● **EXERCISE OBJECTIVE**:
Read the lines of the data below and retrieve those with "claims".

● **RECORDED DATA**:
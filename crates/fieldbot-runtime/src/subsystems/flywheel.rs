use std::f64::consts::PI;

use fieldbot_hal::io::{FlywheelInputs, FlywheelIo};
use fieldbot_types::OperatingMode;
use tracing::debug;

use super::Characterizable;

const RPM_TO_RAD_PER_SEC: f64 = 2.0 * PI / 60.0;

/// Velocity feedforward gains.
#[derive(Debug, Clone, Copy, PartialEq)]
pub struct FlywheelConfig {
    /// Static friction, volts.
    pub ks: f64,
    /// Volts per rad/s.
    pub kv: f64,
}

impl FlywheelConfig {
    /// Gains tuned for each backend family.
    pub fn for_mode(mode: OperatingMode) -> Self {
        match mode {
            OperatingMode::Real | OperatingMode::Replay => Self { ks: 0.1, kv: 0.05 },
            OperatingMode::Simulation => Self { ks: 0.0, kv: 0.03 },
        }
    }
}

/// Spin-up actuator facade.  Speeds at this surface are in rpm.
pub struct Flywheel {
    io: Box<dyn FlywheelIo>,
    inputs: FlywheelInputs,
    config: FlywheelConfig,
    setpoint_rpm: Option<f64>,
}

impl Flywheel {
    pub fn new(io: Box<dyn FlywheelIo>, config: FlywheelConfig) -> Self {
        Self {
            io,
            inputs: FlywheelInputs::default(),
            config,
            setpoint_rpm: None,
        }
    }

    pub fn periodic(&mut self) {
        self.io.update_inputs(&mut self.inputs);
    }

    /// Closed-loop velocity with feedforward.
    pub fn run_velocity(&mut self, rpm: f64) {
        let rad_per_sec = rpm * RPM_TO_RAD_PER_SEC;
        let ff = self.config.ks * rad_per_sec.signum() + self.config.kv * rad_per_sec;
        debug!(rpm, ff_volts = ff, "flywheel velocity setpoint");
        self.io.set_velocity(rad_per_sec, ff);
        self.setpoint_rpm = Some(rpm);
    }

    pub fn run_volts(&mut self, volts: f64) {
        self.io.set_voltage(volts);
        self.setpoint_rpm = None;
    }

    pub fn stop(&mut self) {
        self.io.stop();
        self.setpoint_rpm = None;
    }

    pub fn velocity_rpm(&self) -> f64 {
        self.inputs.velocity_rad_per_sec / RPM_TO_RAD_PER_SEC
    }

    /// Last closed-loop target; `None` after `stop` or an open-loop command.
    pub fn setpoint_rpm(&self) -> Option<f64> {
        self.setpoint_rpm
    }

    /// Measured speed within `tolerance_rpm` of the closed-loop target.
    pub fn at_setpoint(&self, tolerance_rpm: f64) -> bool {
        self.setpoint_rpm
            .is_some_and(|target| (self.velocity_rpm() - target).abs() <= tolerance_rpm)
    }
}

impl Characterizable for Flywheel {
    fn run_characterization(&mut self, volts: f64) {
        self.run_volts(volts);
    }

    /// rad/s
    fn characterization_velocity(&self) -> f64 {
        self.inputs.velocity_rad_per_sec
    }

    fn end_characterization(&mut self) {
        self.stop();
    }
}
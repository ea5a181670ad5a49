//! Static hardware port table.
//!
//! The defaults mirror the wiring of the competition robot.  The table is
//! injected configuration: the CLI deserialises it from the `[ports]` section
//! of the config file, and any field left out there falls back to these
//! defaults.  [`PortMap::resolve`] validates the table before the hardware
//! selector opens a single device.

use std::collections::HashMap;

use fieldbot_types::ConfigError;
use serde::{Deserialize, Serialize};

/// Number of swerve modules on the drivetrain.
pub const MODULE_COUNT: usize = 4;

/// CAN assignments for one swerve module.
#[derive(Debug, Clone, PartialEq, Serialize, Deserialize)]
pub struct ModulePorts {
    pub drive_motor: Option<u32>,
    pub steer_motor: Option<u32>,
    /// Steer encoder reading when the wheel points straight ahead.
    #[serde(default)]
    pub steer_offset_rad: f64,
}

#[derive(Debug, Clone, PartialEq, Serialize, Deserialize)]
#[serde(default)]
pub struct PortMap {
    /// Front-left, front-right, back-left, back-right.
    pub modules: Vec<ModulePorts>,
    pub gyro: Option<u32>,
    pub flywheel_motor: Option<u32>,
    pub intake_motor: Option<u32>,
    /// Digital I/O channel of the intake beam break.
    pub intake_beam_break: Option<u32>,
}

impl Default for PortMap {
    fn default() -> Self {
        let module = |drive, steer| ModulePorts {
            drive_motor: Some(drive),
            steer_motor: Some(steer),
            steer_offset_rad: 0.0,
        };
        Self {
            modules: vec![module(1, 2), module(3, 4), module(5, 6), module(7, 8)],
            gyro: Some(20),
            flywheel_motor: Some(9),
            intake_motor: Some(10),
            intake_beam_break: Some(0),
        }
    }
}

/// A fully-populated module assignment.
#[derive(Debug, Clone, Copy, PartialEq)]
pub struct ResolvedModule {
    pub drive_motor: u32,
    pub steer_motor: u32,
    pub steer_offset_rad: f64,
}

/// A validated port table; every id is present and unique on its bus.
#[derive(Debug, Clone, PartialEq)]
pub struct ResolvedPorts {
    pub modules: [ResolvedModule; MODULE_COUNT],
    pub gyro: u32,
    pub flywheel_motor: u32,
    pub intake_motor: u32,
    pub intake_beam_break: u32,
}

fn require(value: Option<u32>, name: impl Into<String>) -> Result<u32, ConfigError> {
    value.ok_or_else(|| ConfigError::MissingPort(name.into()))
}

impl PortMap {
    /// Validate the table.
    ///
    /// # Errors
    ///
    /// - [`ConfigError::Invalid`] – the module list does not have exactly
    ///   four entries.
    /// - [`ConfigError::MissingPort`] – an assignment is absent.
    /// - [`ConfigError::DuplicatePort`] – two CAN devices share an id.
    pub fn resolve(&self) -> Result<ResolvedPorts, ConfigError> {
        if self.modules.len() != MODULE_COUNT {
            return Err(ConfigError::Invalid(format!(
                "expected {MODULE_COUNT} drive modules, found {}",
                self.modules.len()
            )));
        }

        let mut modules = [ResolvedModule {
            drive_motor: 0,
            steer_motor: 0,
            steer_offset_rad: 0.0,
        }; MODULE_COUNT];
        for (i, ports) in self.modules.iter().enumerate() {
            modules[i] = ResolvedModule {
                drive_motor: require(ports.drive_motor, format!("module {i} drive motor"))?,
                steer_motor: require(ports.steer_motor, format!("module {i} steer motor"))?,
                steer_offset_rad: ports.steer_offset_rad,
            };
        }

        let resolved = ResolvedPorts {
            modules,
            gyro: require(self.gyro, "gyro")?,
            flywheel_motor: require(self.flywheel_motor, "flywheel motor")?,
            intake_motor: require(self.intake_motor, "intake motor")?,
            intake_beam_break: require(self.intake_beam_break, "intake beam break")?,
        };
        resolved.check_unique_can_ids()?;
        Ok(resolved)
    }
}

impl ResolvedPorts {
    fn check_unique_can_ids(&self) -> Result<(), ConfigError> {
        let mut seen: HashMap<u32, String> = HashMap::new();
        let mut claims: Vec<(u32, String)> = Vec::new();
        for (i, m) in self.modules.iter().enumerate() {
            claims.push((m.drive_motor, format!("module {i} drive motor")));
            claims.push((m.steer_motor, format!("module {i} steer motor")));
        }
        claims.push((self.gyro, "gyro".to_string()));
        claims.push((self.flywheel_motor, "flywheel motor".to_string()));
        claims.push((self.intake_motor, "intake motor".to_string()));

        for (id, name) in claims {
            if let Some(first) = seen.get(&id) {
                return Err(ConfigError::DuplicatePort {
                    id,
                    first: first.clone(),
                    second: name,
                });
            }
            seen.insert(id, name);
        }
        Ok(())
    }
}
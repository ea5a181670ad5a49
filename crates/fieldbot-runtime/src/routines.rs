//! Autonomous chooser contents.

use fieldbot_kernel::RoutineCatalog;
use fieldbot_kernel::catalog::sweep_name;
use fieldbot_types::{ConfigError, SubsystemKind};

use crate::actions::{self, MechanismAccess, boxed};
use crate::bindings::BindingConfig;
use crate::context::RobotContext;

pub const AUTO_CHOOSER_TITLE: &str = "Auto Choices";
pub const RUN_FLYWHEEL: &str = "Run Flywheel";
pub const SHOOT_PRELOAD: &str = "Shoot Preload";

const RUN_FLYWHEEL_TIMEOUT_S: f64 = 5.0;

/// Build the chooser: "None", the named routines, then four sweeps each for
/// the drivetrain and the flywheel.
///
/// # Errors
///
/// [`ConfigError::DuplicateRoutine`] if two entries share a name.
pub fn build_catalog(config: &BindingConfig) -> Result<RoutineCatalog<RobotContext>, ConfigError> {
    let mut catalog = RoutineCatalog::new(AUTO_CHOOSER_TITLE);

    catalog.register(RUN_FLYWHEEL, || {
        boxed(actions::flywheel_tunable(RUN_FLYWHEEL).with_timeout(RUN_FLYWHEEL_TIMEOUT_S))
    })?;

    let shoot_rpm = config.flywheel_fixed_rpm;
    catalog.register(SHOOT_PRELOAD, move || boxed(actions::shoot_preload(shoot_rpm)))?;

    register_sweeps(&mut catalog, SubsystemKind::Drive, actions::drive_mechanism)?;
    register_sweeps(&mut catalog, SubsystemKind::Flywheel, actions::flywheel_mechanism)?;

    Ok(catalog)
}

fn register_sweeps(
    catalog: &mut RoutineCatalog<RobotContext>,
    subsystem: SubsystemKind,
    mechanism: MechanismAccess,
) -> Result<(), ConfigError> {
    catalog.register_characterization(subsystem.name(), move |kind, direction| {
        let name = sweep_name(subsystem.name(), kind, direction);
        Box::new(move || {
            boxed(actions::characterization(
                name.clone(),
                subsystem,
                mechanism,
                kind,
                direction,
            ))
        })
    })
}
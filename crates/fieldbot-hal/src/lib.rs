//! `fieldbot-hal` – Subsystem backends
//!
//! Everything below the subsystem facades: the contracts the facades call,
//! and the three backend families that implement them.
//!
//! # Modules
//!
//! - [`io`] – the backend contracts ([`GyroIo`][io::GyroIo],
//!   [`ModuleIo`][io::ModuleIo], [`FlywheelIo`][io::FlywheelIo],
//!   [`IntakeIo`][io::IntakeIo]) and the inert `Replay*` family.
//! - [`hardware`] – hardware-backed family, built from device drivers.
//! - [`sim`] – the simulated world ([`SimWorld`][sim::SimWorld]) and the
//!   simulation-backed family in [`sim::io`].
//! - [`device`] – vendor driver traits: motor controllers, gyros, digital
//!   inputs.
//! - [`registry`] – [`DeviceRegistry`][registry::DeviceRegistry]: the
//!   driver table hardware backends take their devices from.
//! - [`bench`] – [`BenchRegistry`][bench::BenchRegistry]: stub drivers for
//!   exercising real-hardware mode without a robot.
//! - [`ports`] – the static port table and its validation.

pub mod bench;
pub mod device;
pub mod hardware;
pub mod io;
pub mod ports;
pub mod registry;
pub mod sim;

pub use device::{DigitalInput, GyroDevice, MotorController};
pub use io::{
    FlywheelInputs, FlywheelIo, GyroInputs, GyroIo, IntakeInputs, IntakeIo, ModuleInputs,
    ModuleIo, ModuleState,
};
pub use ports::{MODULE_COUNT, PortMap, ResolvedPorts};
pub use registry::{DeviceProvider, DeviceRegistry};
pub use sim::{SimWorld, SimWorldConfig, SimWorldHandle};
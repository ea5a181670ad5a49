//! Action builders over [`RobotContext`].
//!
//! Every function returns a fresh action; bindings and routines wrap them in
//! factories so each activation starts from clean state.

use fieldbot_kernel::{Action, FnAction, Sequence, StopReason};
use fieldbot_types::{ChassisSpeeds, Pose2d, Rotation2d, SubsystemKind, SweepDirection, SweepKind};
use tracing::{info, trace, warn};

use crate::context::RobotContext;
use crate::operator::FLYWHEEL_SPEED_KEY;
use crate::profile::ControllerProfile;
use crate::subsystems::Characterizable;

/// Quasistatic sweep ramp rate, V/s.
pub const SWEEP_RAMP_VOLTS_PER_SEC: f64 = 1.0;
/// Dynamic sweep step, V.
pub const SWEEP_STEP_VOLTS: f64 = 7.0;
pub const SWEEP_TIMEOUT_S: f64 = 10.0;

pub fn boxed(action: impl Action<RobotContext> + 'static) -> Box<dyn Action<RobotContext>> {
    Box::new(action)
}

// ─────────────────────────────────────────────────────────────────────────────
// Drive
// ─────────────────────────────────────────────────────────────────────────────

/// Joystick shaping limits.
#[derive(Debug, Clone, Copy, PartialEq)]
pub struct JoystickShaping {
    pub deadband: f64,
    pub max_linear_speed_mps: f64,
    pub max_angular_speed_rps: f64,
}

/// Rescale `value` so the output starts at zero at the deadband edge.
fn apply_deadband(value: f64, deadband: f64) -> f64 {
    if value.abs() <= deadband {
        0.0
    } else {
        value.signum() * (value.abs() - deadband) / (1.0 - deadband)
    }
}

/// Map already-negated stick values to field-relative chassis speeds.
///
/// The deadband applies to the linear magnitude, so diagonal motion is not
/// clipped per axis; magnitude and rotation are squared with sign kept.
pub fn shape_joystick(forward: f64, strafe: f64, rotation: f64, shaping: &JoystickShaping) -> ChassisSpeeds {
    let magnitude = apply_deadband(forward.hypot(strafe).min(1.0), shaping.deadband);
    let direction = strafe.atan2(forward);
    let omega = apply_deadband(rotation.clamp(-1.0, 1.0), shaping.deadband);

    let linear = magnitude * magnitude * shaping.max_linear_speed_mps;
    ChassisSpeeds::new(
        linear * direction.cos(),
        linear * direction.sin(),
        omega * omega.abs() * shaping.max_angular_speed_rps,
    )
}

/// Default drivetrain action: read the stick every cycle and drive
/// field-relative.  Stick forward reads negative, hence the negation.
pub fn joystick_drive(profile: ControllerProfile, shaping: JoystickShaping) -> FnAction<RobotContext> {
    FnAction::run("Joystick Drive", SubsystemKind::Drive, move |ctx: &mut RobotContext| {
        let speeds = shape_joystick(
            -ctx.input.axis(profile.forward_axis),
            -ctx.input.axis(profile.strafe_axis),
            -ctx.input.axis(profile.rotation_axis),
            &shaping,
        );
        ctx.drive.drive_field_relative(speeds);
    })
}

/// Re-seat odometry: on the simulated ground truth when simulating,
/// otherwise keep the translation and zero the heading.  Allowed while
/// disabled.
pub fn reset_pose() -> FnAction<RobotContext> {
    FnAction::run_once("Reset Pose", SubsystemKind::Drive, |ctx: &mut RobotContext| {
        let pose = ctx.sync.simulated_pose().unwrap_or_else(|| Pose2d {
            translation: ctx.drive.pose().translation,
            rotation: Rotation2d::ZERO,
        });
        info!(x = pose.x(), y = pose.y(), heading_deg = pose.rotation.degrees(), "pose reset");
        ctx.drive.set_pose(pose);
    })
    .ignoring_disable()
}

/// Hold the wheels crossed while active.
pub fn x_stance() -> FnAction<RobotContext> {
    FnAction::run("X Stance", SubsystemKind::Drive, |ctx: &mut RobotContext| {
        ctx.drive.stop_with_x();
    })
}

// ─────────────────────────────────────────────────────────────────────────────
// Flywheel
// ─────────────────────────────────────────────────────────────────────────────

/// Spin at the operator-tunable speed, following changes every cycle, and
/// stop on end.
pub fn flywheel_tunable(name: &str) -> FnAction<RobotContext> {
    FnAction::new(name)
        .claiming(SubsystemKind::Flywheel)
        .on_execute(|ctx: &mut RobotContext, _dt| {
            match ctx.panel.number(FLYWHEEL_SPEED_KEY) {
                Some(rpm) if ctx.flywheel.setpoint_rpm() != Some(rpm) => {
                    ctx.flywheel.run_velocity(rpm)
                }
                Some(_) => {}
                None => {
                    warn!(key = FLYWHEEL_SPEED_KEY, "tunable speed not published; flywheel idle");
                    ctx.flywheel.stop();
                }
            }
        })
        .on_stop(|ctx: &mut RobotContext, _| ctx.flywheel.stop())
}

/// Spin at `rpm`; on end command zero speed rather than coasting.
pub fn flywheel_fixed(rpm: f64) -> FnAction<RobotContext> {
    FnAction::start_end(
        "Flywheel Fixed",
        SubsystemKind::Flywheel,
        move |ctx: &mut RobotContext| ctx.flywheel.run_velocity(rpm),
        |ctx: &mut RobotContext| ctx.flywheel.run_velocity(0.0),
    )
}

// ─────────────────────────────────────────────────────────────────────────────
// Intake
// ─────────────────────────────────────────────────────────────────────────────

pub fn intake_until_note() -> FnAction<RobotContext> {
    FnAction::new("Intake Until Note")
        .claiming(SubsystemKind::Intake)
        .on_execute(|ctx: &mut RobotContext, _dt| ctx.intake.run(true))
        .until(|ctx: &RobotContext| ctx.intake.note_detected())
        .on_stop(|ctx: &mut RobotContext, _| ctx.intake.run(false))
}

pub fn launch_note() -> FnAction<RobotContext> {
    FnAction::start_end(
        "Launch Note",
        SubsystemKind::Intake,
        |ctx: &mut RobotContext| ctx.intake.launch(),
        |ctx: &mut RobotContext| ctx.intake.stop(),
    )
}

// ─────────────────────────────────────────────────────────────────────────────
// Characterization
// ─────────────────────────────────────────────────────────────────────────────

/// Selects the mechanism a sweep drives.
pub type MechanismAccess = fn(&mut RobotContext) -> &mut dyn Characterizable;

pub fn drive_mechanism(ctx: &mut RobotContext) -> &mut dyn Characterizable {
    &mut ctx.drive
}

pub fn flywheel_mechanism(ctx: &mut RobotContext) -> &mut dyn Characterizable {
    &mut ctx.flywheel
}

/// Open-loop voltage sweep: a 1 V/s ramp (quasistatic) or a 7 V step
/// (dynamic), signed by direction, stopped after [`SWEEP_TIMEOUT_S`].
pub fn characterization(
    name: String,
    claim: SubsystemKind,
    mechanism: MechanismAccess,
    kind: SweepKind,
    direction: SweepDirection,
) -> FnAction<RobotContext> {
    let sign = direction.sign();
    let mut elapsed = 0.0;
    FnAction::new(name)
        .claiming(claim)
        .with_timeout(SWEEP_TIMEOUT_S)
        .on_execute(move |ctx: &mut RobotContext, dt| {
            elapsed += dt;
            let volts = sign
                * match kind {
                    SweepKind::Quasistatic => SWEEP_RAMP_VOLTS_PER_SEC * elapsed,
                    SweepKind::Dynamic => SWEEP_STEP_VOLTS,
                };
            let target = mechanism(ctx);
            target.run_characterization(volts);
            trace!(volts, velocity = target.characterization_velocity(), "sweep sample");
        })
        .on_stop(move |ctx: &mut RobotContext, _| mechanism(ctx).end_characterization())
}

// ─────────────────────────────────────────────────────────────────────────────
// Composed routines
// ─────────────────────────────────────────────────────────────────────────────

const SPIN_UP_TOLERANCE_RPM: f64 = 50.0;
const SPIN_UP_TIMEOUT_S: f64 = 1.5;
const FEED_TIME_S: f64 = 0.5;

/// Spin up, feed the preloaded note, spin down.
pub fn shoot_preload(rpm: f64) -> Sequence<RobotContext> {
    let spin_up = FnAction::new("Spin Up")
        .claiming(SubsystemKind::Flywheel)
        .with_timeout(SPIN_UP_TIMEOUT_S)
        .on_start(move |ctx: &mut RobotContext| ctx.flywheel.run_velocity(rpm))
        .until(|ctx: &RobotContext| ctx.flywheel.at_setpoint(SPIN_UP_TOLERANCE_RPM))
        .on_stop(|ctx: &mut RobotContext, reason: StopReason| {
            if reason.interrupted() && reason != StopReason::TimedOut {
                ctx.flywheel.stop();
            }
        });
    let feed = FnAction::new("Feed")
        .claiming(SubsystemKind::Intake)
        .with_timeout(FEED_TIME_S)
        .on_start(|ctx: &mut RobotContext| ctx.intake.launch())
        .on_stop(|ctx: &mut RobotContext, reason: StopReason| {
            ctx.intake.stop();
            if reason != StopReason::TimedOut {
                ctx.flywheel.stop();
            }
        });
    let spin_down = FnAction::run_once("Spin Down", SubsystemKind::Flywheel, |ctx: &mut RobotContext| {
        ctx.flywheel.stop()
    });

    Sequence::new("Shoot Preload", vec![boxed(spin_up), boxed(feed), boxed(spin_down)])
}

● **SOLUTION BELOW**:
        let mut claims: Vec<(u32, String)> = Vec::new();
            claims.push((m.drive_motor, format!("module {i} drive motor")));
            claims.push((m.steer_motor, format!("module {i} steer motor")));
        claims.push((self.gyro, "gyro".to_string()));
        claims.push((self.flywheel_motor, "flywheel motor".to_string()));
        claims.push((self.intake_motor, "intake motor".to_string()));
        for (id, name) in claims {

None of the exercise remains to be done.